Hackman’s description of this first criterion is slightly more nuanced than that. In Leading Teams, he says:

“The productive output of the team (that is, its product, service, or decision) meets or exceeds the standards of quantity, quality, and timeliness of the team’s clients – that is, of the people who receive, review, and or/use the output.”

Teams produce something for someone. Those people are the team’s clients – and their assessment of the team’s output that matters. Think about a team you are part of or work with. Who are that team’s clients? Is the team meeting or exceeding their expectations for quantity, quality, and timeliness? How do you know?

They get better at working together

Producing results is essential. Satisfying clients is only one of the three criteria, however. The other two are concerned with how the team creates those results. The second test I apply to see if a team is high-performing is how well team members work together to improve – rather than undermine – their ability to work together in the future. Hackman describes it this way:

“The social processes the team uses in carrying out the work enhance members’ capability to work together interdependently in the future.”

I suspect most of us have been on a team that passed the first test but failed this one. That is to say: The client was delighted with the result, and we never wanted to work with any other team members again. That’s not sustainable. If we ignore this, we confuse highly productive teams with high-performing ones. High-performing teams are not only highly productive, but they also become more so over time. The way they work together helps them to learn from their experiences. They develop collective skills and smarter work strategies.

Think about a team you are part of or work with. Does the way they work enhance their ability to work together in the future? Are they producing more, higher quality work faster and with less effort than they did three months ago? Six months ago? Do you expect them to keep improving over the next 3-6 months?

Everyone learns and grows

The second criterion is about the learning and development of the team as a whole. The last test is closely linked: Do the team members learn and grow because they are part of the team? Hackman summarizes this point as:

“The group experience, on balance, contributes positively to the learning and professional development of individual team members.”

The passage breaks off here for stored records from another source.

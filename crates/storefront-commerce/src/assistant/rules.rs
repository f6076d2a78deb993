//! Static rule table for the build assistant.

use super::{ram_gb, Budget, UseCase};
use crate::catalog::{Category, Product};
use serde::Serialize;

/// What a good match looks like for one pair of answers.
#[derive(Debug, Clone, PartialEq, Eq, Serialize)]
pub struct BuildProfile {
    pub category: Category,
    /// Inclusive ceiling, in minor units of the catalog currency.
    pub max_price_cents: i64,
    pub min_ram_gb: u32,
    pub rationale: &'static str,
}

impl BuildProfile {
    /// Whether `product` is within budget and has enough RAM.
    pub fn fits(&self, product: &Product) -> bool {
        product.price.amount_cents <= self.max_price_cents
            && ram_gb(product).is_some_and(|gb| gb >= self.min_ram_gb)
    }
}

/// Look up the profile for a pair of answers.
pub fn profile_for(use_case: UseCase, budget: Budget) -> BuildProfile {
    use Budget::*;
    use UseCase::*;

    let (category, max_price_cents, min_ram_gb, rationale) = match (use_case, budget) {
        (Gaming, Entry) => (Category::Gaming, 100_000, 16, "Solid 1080p gaming without overspending."),
        (Gaming, Mid) => (Category::Gaming, 150_000, 32, "High refresh gaming with room for streaming."),
        (Gaming, High) => (Category::Gaming, 250_000, 32, "Top-tier performance for 4K and ultrawide play."),
        (Work, Entry) => (Category::Work, 60_000, 8, "Reliable office work on a tight budget."),
        (Work, Mid) => (Category::Work, 85_000, 16, "Smooth multitasking for everyday business apps."),
        (Work, High) => (Category::Work, 120_000, 16, "Faster processor and larger display for heavy workloads."),
        (Creative, Entry) => (Category::Creative, 120_000, 32, "Enough memory for photo editing and light video."),
        (Creative, Mid) => (Category::Creative, 170_000, 64, "Plenty of RAM for video editing and 3D rendering."),
        (Creative, High) => (Category::Creative, 300_000, 64, "Workstation power for professional production."),
        (General, Entry) => (Category::GeneralUse, 50_000, 8, "Browsing, email and light productivity."),
        (General, Mid) => (Category::GeneralUse, 80_000, 8, "Comfortable everyday use with some headroom."),
        (General, High) => (Category::GeneralUse, 100_000, 16, "A fast all-rounder for the whole household."),
    };

    BuildProfile {
        category,
        max_price_cents,
        min_ram_gb,
        rationale,
    }
}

Research shows that these last two are strongly correlated. It’s highly unlikely that the team gets better collectively without its members developing, and vice versa. Still, it’s worth pointing out that both need to be present for a team to be high-performing.

Think about a team you are or were a part of. Did being part of that team contribute positively to your growth and development? How?

High-performing teams are antifragile

In Antifragile: Things That Gain From Disorder, Nassim Nicholas Taleb writes:

“Some things benefit from shocks; they thrive and grow when exposed to volatility, randomness, disorder, and stressors and love adventure, risk, and uncertainty. Yet, in spite of the ubiquity of the phenomenon, there is no word for the exact opposite of fragile. Let us call it antifragile. Antifragility is beyond resilience or robustness. The resilient resists shocks and stays the same; the antifragile gets better.”

This quality is why we call great teams great. The ability of top-flight teams to develop and learn – the second and third of Hackman’s criteria – makes them antifragile. And this is what is missing from most teams who claim – or whose managers’ claim – the title of “high-performing.”